» About this exercise
Copy each line of the data beneath in which the word "post" appears.

» Supplied data
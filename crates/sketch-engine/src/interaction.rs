//! Pointer interaction state machine
//!
//! The machine is a pure transition function: given the current state, a
//! pointer event and a read-only view of the canvas, [`step`] returns the
//! next state plus the effects the session must apply, in order. Dragging,
//! panning and connecting are distinct states, so at most one of them can
//! be active at a time.
//!
//! ```text
//! Idle ──down(node)──────► DraggingNode ──move──► DraggingNode
//!  │  ──down(canvas)─────► PanningCanvas ─move──► PanningCanvas
//!  │  ──down(port)───────► ConnectingEdge ─move─► ConnectingEdge
//!  │  ──down(edge)───────► Idle (edge selection toggled)
//!  ◄──────── up / leave ── any of the above
//! ```

use serde::{Deserialize, Serialize};

use crate::constants::export::MAIN_PORT;
use crate::transform::CanvasTransform;
use crate::types::{EdgeId, NodeId, Point, SketchGraph};

/// Identifier for a node handle
pub type PortId = String;

/// What the pointer landed on
#[derive(Debug, Clone, PartialEq, Eq, Serialize, Deserialize)]
#[serde(tag = "kind", content = "id", rename_all = "camelCase")]
pub enum PointerTarget {
    /// Empty canvas
    Canvas,
    /// A node's body
    Node(NodeId),
    /// A node's output handle
    OutputPort(NodeId),
    /// A connector
    Edge(EdgeId),
}

/// Pointer events in screen coordinates
#[derive(Debug, Clone, PartialEq, Serialize, Deserialize)]
#[serde(tag = "type", rename_all = "camelCase")]
pub enum PointerEvent {
    Down { screen: Point, target: PointerTarget },
    Move { screen: Point },
    Up { screen: Point, target: PointerTarget },
    Leave,
}

/// Interaction state
#[derive(Debug, Clone, PartialEq, Default, Serialize, Deserialize)]
#[serde(tag = "state", rename_all = "camelCase")]
pub enum InteractionState {
    #[default]
    Idle,
    /// A node follows the pointer; `offset` is the grab point relative to
    /// the node's position, in canvas space
    DraggingNode { node_id: NodeId, offset: Point },
    /// The canvas follows the pointer; `anchor` is the pointer position
    /// minus the transform offset at press time, in screen space
    PanningCanvas { anchor: Point },
    /// A connector is being drawn from an output handle
    ConnectingEdge {
        from_node: NodeId,
        from_port: PortId,
        /// Loose end of the rubber band, in canvas space
        cursor: Point,
    },
}

impl InteractionState {
    pub fn is_idle(&self) -> bool {
        matches!(self, Self::Idle)
    }
}

/// Exclusive selection
#[derive(Debug, Clone, PartialEq, Eq, Default, Serialize, Deserialize)]
#[serde(tag = "kind", content = "id", rename_all = "camelCase")]
pub enum Selection {
    #[default]
    None,
    Node(NodeId),
    Edge(EdgeId),
}

impl Selection {
    pub fn node(&self) -> Option<&str> {
        match self {
            Self::Node(id) => Some(id),
            _ => None,
        }
    }

    pub fn edge(&self) -> Option<&str> {
        match self {
            Self::Edge(id) => Some(id),
            _ => None,
        }
    }

    /// Drop references to ids that no longer exist in `graph`
    pub fn retain_existing(&self, graph: &SketchGraph) -> Selection {
        match self {
            Self::Node(id) if !graph.contains_node(id) => Self::None,
            Self::Edge(id) if !graph.contains_edge(id) => Self::None,
            other => other.clone(),
        }
    }
}

/// A change the session applies after a transition
#[derive(Debug, Clone, PartialEq)]
pub enum Effect {
    /// Snapshot the current graph before any mutation in this transition
    RecordHistory,
    Select(Selection),
    MoveNode { node_id: NodeId, position: Point },
    SetTransform(CanvasTransform),
    /// Add an edge between two nodes; history is recorded only if accepted
    Connect { source: NodeId, target: NodeId },
}

/// Result of one step
#[derive(Debug, Clone, PartialEq)]
pub struct Transition {
    pub next: InteractionState,
    pub effects: Vec<Effect>,
}

impl Transition {
    fn stay(state: &InteractionState) -> Self {
        Self {
            next: state.clone(),
            effects: Vec::new(),
        }
    }

    fn to(next: InteractionState, effects: Vec<Effect>) -> Self {
        Self { next, effects }
    }
}

/// Read-only view of the session the machine consults
#[derive(Debug, Clone, Copy)]
pub struct CanvasView<'a> {
    pub graph: &'a SketchGraph,
    pub transform: &'a CanvasTransform,
    pub selection: &'a Selection,
}

/// Advance the machine by one pointer event
pub fn step(state: &InteractionState, event: &PointerEvent, view: CanvasView<'_>) -> Transition {
    match (state, event) {
        (InteractionState::Idle, PointerEvent::Down { screen, target }) => {
            press(state, *screen, target, view)
        }

        (InteractionState::DraggingNode { node_id, offset }, PointerEvent::Move { screen }) => {
            if !view.graph.contains_node(node_id) {
                // Node vanished mid-gesture (e.g. replaced by a generation)
                return Transition::to(InteractionState::Idle, Vec::new());
            }
            let position = view.transform.to_canvas(*screen) - *offset;
            Transition::to(
                state.clone(),
                vec![Effect::MoveNode {
                    node_id: node_id.clone(),
                    position,
                }],
            )
        }

        (InteractionState::PanningCanvas { anchor }, PointerEvent::Move { screen }) => {
            let transform = view.transform.with_offset(*screen - *anchor);
            Transition::to(state.clone(), vec![Effect::SetTransform(transform)])
        }

        (
            InteractionState::ConnectingEdge {
                from_node,
                from_port,
                ..
            },
            PointerEvent::Move { screen },
        ) => Transition::to(
            InteractionState::ConnectingEdge {
                from_node: from_node.clone(),
                from_port: from_port.clone(),
                cursor: view.transform.to_canvas(*screen),
            },
            Vec::new(),
        ),

        (
            InteractionState::ConnectingEdge { from_node, .. },
            PointerEvent::Up {
                target: PointerTarget::Node(target) | PointerTarget::OutputPort(target),
                ..
            },
        ) => Transition::to(
            InteractionState::Idle,
            vec![Effect::Connect {
                source: from_node.clone(),
                target: target.clone(),
            }],
        ),

        (InteractionState::Idle, _) => Transition::stay(state),

        (_, PointerEvent::Up { .. } | PointerEvent::Leave) => {
            Transition::to(InteractionState::Idle, Vec::new())
        }

        // A second press while a gesture is active is ignored
        (_, PointerEvent::Down { .. }) => Transition::stay(state),
    }
}

fn press(
    state: &InteractionState,
    screen: Point,
    target: &PointerTarget,
    view: CanvasView<'_>,
) -> Transition {
    match target {
        PointerTarget::Node(node_id) => match view.graph.find_node(node_id) {
            Some(node) => {
                let offset = view.transform.to_canvas(screen) - node.position;
                Transition::to(
                    InteractionState::DraggingNode {
                        node_id: node_id.clone(),
                        offset,
                    },
                    vec![
                        Effect::Select(Selection::Node(node_id.clone())),
                        Effect::RecordHistory,
                    ],
                )
            }
            None => Transition::stay(state),
        },

        PointerTarget::OutputPort(node_id) => {
            if !view.graph.contains_node(node_id) {
                return Transition::stay(state);
            }
            Transition::to(
                InteractionState::ConnectingEdge {
                    from_node: node_id.clone(),
                    from_port: MAIN_PORT.to_string(),
                    cursor: view.transform.to_canvas(screen),
                },
                Vec::new(),
            )
        }

        PointerTarget::Canvas => Transition::to(
            InteractionState::PanningCanvas {
                anchor: screen - view.transform.offset(),
            },
            vec![Effect::Select(Selection::None)],
        ),

        PointerTarget::Edge(edge_id) => {
            if !view.graph.contains_edge(edge_id) {
                return Transition::stay(state);
            }
            let selection = if view.selection.edge() == Some(edge_id.as_str()) {
                Selection::None
            } else {
                Selection::Edge(edge_id.clone())
            };
            Transition::to(InteractionState::Idle, vec![Effect::Select(selection)])
        }
    }
}
//! Gemini backend implementation
//!
//! Calls `models/{model}:generateContent` in JSON mode with the sketch
//! response schema, so the model answers with the payload directly.

use std::time::Duration;

use async_trait::async_trait;
use serde_json::{json, Value};
use sketch_engine::generation::{response_schema, SYSTEM_INSTRUCTION};

use super::{BackendError, GenerationBackend};
use crate::config::GenerationConfig;
use crate::constants::headers;

/// Generation backend speaking the Gemini REST API
pub struct GeminiBackend {
    /// HTTP client for API requests
    http_client: reqwest::Client,
    config: GenerationConfig,
}

impl GeminiBackend {
    pub fn new(config: GenerationConfig) -> Result<Self, BackendError> {
        let http_client = reqwest::Client::builder()
            .timeout(Duration::from_secs(config.timeout_secs))
            .build()?;
        Ok(Self {
            http_client,
            config,
        })
    }

    fn endpoint(&self) -> String {
        format!(
            "{}/models/{}:generateContent",
            self.config.base_url.trim_end_matches('/'),
            self.config.model
        )
    }

    /// Request body for one prompt
    pub fn request_body(prompt: &str) -> Value {
        json!({
            "systemInstruction": {
                "parts": [{ "text": SYSTEM_INSTRUCTION }]
            },
            "contents": [{
                "role": "user",
                "parts": [{ "text": prompt }]
            }],
            "generationConfig": {
                "responseMimeType": "application/json",
                "responseSchema": response_schema()
            }
        })
    }

    /// Concatenate the text parts of the first candidate
    fn extract_text(response: &Value) -> Result<String, BackendError> {
        let parts = response
            .get("candidates")
            .and_then(|c| c.get(0))
            .and_then(|c| c.get("content"))
            .and_then(|c| c.get("parts"))
            .and_then(|p| p.as_array())
            .ok_or_else(|| BackendError::Decode("response has no candidates".to_string()))?;

        let text: String = parts
            .iter()
            .filter_map(|p| p.get("text").and_then(|t| t.as_str()))
            .collect();
        if text.trim().is_empty() {
            return Err(BackendError::Decode("response has no text".to_string()));
        }
        Ok(text)
    }
}

#[async_trait]
impl GenerationBackend for GeminiBackend {
    fn name(&self) -> &'static str {
        "Gemini"
    }

    async fn generate(&self, prompt: &str) -> Result<String, BackendError> {
        let api_key = self
            .config
            .api_key
            .as_deref()
            .ok_or_else(|| BackendError::Config("missing generation API key".to_string()))?;

        let url = self.endpoint();
        log::debug!("Requesting sketch from {} ({})", url, self.config.model);

        let response = self
            .http_client
            .post(&url)
            .header(headers::GENERATION_API_KEY, api_key)
            .json(&Self::request_body(prompt))
            .send()
            .await
            .map_err(BackendError::Http)?;

        if !response.status().is_success() {
            let status = response.status().as_u16();
            let body = response.text().await.unwrap_or_default();
            return Err(BackendError::Status { status, body });
        }

        let json: Value = response
            .json()
            .await
            .map_err(|e| BackendError::Decode(format!("Failed to parse response: {}", e)))?;
        Self::extract_text(&json)
    }
}

#[cfg(test)]
mod tests {
    use super::*;
    use axum::http::{HeaderMap, StatusCode};
    use axum::routing::post;
    use axum::{Json, Router};

    async fn serve(app: Router) -> String {
        let listener = tokio::net::TcpListener::bind("127.0.0.1:0").await.unwrap();
        let addr = listener.local_addr().unwrap();
        tokio::spawn(async move {
            axum::serve(listener, app).await.unwrap();
        });
        format!("http://{}", addr)
    }

    fn config(base_url: String) -> GenerationConfig {
        GenerationConfig {
            base_url,
            api_key: Some("test-key".to_string()),
            ..Default::default()
        }
    }

    #[test]
    fn test_request_body_carries_schema() {
        let body = GeminiBackend::request_body("notify me");
        assert_eq!(body["contents"][0]["parts"][0]["text"], "notify me");
        assert_eq!(body["generationConfig"]["responseMimeType"], "application/json");
        assert!(body["systemInstruction"]["parts"][0]["text"]
            .as_str()
            .unwrap()
            .contains("#FF9900"));
    }

    #[test]
    fn test_extract_text_joins_parts() {
        let response = json!({
            "candidates": [{ "content": { "parts": [{ "text": "{\"a\":" }, { "text": "1}" }] } }]
        });
        assert_eq!(GeminiBackend::extract_text(&response).unwrap(), "{\"a\":1}");
        assert!(matches!(
            GeminiBackend::extract_text(&json!({ "candidates": [] })),
            Err(BackendError::Decode(_))
        ));
    }

    #[tokio::test]
    async fn test_generate_against_mock_server() {
        let app = Router::new().route(
            "/models/gemini-3-flash-preview:generateContent",
            post(|headers: HeaderMap, Json(body): Json<Value>| async move {
                assert_eq!(headers["x-goog-api-key"], "test-key");
                assert!(body["generationConfig"]["responseSchema"].is_object());
                Json(json!({
                    "candidates": [{ "content": { "parts": [{ "text": "{\"ok\":true}" }] } }]
                }))
            }),
        );
        let backend = GeminiBackend::new(config(serve(app).await)).unwrap();
        assert_eq!(backend.generate("anything").await.unwrap(), "{\"ok\":true}");
    }

    #[tokio::test]
    async fn test_error_status_surfaces() {
        let app = Router::new().route(
            "/models/gemini-3-flash-preview:generateContent",
            post(|| async { (StatusCode::TOO_MANY_REQUESTS, "quota") }),
        );
        let backend = GeminiBackend::new(config(serve(app).await)).unwrap();
        match backend.generate("anything").await {
            Err(BackendError::Status { status, body }) => {
                assert_eq!(status, 429);
                assert_eq!(body, "quota");
            }
            other => panic!("Expected status error, got {:?}", other),
        }
    }

    #[tokio::test]
    async fn test_missing_key_is_config_error() {
        let backend = GeminiBackend::new(GenerationConfig::default()).unwrap();
        assert!(matches!(
            backend.generate("anything").await,
            Err(BackendError::Config(_))
        ));
    }
}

» Output of the task
            .post(&url)
    use axum::routing::post;
            post(|headers: HeaderMap, Json(body): Json<Value>| async move {
            post(|| async { (StatusCode::TOO_MANY_REQUESTS, "quota") }),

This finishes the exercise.